* **EXERCISE BRIEF**: Search the data for the word "FromStr". Reproduce every line where it is found.

Stored data entries
_____

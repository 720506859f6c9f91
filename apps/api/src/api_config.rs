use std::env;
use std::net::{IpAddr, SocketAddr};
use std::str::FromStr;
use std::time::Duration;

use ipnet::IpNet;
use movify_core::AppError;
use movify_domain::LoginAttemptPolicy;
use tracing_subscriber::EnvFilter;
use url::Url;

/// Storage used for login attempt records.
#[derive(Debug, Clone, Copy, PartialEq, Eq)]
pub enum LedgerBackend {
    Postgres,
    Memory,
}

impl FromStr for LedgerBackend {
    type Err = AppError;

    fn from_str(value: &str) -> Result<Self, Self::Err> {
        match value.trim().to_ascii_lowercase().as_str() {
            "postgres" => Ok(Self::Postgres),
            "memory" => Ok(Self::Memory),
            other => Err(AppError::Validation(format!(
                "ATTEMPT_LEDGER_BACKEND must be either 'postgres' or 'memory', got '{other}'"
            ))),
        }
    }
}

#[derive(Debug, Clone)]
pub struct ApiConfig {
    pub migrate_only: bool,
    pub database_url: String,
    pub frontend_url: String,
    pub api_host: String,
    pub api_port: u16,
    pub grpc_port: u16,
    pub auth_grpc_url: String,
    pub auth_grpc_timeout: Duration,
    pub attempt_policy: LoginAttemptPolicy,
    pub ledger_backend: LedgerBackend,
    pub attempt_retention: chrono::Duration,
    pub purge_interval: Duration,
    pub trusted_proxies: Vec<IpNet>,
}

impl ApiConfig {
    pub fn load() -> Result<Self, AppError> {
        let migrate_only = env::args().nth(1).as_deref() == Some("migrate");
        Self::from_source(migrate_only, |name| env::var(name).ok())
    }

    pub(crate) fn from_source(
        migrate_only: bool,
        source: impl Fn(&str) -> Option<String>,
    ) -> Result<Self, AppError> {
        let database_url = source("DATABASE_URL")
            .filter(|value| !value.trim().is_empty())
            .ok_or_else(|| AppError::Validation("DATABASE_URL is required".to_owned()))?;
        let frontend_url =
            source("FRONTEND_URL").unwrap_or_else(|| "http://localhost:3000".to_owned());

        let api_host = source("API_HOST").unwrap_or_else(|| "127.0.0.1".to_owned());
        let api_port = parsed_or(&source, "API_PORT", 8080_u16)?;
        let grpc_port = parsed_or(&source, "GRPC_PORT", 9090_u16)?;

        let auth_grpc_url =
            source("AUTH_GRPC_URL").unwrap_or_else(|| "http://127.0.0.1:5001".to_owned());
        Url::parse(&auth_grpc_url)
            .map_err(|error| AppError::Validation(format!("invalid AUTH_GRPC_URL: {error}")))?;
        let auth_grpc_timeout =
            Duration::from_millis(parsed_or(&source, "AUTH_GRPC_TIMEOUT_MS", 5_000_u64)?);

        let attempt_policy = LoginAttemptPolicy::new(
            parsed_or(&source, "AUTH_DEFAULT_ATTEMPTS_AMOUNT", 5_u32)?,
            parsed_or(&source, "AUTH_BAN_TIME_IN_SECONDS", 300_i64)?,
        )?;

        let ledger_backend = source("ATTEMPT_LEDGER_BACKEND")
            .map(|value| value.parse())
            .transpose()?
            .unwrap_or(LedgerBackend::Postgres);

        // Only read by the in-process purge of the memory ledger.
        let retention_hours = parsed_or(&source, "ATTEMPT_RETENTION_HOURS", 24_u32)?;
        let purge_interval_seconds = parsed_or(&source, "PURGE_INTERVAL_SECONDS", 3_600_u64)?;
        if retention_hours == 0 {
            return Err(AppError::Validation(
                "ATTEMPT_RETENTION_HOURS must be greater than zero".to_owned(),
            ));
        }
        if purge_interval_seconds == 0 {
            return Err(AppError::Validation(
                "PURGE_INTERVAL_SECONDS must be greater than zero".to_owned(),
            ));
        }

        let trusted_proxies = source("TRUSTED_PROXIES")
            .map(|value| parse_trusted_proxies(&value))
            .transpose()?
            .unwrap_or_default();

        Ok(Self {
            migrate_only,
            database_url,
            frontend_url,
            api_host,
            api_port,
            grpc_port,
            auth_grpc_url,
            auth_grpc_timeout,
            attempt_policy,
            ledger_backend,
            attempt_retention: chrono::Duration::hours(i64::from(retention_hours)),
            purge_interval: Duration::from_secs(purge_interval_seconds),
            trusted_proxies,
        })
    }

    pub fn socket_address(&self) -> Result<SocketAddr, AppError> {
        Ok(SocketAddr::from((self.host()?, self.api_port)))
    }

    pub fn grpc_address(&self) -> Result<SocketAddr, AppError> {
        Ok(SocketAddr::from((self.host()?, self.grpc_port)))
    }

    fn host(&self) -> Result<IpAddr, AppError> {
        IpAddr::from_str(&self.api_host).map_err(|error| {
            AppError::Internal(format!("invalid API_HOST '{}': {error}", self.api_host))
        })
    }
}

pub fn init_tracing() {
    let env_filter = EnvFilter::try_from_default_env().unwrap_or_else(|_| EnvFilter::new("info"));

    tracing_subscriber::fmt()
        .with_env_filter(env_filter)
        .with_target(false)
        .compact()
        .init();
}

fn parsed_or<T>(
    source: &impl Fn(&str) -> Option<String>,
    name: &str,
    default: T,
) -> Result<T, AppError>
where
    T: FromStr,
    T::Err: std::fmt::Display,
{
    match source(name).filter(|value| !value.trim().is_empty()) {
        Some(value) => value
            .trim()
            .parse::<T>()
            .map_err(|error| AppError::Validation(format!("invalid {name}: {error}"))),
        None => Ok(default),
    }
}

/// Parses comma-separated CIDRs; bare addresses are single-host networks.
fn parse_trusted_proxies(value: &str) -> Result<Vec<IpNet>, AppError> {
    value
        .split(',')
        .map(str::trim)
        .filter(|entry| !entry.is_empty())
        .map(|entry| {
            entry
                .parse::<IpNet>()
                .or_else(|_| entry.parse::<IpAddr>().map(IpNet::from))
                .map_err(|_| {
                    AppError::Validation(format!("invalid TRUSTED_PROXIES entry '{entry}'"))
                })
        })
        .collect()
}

_____

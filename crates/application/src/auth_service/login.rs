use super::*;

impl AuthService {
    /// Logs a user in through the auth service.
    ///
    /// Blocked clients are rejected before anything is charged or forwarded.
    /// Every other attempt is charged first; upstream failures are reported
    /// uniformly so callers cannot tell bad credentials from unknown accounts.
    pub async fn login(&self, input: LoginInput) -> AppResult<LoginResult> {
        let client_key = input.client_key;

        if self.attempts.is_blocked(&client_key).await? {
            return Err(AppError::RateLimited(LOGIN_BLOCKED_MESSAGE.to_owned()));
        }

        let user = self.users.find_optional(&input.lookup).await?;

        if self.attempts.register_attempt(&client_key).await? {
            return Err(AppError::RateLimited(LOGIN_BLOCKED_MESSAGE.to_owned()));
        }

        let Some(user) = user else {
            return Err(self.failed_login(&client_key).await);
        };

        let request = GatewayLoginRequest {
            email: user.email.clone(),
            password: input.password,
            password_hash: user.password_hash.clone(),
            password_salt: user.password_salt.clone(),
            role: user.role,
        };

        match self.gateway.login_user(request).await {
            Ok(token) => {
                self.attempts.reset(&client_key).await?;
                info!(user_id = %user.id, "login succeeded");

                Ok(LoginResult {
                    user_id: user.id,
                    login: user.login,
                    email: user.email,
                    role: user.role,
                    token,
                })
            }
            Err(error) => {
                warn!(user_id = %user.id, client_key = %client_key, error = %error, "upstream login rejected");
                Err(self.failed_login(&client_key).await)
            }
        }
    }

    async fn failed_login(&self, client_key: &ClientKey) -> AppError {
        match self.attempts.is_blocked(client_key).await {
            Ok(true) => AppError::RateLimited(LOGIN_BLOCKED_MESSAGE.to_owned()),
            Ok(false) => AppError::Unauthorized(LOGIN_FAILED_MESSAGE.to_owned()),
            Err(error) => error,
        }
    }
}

_____

* **PROBLEM SOLUTION**:
use std::str::FromStr;
impl FromStr for LedgerBackend {
    T: FromStr,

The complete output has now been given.